**DIRECTIONS FOR THIS TASK**
Among the records below, how many lines contain "else"? State the number and nothing more.

**Saved data entries**
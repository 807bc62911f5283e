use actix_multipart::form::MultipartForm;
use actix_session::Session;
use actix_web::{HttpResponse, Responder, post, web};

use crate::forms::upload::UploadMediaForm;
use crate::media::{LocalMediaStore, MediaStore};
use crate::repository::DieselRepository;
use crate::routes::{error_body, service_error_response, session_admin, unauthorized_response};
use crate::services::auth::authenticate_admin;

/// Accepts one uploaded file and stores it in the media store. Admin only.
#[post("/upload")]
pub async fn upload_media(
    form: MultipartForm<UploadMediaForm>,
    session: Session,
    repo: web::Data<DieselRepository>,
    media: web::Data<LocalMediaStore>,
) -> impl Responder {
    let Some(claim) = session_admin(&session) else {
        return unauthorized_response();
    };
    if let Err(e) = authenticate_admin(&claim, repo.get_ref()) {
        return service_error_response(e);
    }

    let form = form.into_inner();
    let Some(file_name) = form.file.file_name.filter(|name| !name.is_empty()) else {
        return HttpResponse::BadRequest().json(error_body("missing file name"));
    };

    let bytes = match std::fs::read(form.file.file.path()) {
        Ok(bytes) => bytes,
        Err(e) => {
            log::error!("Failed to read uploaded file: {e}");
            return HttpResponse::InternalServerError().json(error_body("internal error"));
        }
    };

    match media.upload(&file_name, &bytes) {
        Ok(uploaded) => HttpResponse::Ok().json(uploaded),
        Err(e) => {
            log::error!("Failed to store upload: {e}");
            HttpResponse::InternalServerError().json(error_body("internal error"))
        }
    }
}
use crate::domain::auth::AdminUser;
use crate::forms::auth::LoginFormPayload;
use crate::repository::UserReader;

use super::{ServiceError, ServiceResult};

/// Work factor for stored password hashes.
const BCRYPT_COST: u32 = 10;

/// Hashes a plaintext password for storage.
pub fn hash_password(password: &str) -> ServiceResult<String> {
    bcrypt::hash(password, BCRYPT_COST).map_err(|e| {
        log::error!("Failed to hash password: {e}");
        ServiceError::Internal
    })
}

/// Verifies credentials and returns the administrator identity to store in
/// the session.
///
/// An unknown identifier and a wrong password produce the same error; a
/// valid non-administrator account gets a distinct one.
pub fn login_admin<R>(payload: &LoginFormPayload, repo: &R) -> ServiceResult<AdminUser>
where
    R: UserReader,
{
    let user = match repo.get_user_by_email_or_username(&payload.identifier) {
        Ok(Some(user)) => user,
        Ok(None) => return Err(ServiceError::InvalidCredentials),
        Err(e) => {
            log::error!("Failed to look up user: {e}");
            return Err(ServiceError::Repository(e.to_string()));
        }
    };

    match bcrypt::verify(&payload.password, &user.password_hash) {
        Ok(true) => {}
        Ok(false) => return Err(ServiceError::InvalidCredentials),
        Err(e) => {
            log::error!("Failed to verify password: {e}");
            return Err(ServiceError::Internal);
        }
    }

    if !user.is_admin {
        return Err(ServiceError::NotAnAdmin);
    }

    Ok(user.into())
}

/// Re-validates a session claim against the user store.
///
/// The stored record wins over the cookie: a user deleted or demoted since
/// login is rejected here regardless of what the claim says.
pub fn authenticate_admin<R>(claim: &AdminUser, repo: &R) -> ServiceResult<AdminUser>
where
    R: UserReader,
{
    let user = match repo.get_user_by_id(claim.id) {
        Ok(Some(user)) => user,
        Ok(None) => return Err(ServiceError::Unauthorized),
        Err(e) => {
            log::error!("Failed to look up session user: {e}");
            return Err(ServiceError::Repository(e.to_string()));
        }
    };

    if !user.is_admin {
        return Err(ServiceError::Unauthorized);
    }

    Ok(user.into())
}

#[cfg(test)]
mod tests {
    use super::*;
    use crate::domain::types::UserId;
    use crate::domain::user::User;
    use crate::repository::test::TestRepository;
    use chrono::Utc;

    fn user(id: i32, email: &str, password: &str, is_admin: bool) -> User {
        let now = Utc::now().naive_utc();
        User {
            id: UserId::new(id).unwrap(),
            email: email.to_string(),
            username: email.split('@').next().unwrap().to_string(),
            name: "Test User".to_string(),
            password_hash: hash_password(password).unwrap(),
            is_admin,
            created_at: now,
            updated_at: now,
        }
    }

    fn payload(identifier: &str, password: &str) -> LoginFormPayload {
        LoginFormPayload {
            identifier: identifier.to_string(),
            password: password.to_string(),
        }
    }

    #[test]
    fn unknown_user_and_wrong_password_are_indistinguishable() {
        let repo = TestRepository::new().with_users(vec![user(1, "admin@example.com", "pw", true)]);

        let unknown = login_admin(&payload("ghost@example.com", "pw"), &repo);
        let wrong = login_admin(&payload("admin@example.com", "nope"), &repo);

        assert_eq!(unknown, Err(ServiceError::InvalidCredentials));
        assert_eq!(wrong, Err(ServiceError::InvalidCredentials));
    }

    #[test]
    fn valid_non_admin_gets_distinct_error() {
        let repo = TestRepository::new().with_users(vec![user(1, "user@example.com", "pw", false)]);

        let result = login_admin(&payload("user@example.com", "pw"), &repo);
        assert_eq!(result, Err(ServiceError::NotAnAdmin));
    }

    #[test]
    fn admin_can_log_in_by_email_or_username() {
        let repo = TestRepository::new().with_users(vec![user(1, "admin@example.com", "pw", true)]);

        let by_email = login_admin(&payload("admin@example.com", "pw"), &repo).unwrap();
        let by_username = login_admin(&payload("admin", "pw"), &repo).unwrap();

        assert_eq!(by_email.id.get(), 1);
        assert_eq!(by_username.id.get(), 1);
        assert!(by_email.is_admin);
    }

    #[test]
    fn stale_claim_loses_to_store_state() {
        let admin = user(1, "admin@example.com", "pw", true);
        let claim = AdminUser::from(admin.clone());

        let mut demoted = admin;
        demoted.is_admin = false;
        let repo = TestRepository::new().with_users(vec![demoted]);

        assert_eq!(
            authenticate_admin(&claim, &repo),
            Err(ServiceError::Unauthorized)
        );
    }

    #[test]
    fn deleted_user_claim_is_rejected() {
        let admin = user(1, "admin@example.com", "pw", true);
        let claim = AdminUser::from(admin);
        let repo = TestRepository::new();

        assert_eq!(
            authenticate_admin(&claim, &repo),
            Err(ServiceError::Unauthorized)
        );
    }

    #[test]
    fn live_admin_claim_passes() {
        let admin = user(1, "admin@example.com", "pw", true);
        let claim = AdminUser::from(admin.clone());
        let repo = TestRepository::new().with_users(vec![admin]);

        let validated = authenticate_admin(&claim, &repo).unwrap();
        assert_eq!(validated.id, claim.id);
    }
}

--

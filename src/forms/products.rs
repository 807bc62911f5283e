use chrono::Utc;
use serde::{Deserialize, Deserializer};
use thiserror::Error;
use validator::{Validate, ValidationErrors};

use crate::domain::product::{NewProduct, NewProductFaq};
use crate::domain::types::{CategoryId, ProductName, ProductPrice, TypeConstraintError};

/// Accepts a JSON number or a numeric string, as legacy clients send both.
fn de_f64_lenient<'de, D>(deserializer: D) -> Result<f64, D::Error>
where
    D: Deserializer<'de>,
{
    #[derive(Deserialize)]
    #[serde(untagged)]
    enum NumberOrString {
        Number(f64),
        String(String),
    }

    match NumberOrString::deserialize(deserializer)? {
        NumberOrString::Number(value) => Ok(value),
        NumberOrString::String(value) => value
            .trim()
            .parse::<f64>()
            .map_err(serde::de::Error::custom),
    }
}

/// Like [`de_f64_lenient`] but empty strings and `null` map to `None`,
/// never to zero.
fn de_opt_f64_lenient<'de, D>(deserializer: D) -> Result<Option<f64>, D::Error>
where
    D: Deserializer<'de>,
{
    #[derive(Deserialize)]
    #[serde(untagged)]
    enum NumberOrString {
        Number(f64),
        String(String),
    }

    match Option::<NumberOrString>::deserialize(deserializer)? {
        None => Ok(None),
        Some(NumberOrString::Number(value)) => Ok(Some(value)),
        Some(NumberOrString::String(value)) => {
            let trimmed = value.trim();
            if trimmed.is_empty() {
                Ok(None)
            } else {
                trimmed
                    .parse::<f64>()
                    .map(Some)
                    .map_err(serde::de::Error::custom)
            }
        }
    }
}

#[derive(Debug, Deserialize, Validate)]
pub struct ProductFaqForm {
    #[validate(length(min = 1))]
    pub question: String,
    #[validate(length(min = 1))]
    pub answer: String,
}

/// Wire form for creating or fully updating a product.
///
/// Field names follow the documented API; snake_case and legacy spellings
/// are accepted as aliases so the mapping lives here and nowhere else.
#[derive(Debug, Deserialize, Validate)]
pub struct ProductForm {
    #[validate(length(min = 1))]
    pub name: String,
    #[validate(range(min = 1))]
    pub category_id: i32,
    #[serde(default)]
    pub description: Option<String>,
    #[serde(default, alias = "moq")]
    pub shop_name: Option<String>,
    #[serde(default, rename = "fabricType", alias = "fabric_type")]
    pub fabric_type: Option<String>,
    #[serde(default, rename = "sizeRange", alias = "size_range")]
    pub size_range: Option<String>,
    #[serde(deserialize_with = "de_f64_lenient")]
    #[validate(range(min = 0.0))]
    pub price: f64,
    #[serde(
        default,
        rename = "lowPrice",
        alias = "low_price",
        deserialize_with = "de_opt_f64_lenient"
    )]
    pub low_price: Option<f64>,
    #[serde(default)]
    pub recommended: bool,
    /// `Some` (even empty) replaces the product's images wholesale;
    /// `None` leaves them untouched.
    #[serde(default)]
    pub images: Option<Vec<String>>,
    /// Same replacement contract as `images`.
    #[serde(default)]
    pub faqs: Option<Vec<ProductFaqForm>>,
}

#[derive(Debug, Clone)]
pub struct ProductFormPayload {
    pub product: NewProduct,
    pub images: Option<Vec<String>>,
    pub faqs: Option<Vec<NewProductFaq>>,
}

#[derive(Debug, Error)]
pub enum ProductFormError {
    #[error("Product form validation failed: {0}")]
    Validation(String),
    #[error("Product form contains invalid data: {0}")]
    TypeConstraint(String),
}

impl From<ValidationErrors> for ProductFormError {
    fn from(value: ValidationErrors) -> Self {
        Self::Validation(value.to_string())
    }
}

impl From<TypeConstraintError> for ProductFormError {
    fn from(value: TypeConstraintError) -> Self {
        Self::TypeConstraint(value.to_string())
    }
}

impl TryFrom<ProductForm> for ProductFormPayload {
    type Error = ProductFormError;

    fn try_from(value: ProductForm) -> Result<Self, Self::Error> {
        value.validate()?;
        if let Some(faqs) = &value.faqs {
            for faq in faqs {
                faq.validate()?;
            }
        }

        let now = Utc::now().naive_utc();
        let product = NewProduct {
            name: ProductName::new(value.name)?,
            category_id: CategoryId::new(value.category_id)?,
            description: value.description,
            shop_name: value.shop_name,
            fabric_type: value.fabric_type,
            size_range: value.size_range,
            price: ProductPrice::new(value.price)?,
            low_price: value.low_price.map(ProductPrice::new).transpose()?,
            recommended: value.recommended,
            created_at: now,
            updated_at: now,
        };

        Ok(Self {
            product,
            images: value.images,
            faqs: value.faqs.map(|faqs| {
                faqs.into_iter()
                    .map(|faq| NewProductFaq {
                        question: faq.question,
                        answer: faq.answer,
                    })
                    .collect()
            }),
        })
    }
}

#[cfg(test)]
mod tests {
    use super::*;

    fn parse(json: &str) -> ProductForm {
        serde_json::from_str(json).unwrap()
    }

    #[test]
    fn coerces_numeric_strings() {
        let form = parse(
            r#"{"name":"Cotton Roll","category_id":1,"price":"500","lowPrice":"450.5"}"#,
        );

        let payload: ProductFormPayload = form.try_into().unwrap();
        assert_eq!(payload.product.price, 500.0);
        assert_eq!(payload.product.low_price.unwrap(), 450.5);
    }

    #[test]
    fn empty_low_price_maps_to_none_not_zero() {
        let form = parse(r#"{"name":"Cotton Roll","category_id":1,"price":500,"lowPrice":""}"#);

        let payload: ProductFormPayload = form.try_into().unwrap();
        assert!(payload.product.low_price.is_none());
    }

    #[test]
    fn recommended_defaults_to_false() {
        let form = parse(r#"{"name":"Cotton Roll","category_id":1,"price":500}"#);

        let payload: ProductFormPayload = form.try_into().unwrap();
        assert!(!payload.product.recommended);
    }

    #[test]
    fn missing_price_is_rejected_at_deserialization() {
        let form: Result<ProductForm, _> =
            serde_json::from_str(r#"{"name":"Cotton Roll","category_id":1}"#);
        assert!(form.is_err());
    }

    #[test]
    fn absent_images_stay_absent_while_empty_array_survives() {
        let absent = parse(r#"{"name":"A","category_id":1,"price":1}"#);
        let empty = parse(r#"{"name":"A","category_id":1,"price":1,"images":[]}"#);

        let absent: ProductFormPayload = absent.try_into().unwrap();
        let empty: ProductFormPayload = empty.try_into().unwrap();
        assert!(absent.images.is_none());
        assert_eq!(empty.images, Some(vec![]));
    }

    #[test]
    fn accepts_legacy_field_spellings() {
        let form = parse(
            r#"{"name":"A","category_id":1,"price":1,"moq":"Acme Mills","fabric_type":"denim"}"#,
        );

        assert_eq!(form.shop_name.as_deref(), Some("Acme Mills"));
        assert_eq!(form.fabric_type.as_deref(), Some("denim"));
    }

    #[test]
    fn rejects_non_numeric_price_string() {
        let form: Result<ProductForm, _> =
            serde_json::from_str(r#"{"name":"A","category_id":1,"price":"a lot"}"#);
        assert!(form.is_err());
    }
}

**SOLUTION TO THIS EXERCISE**
4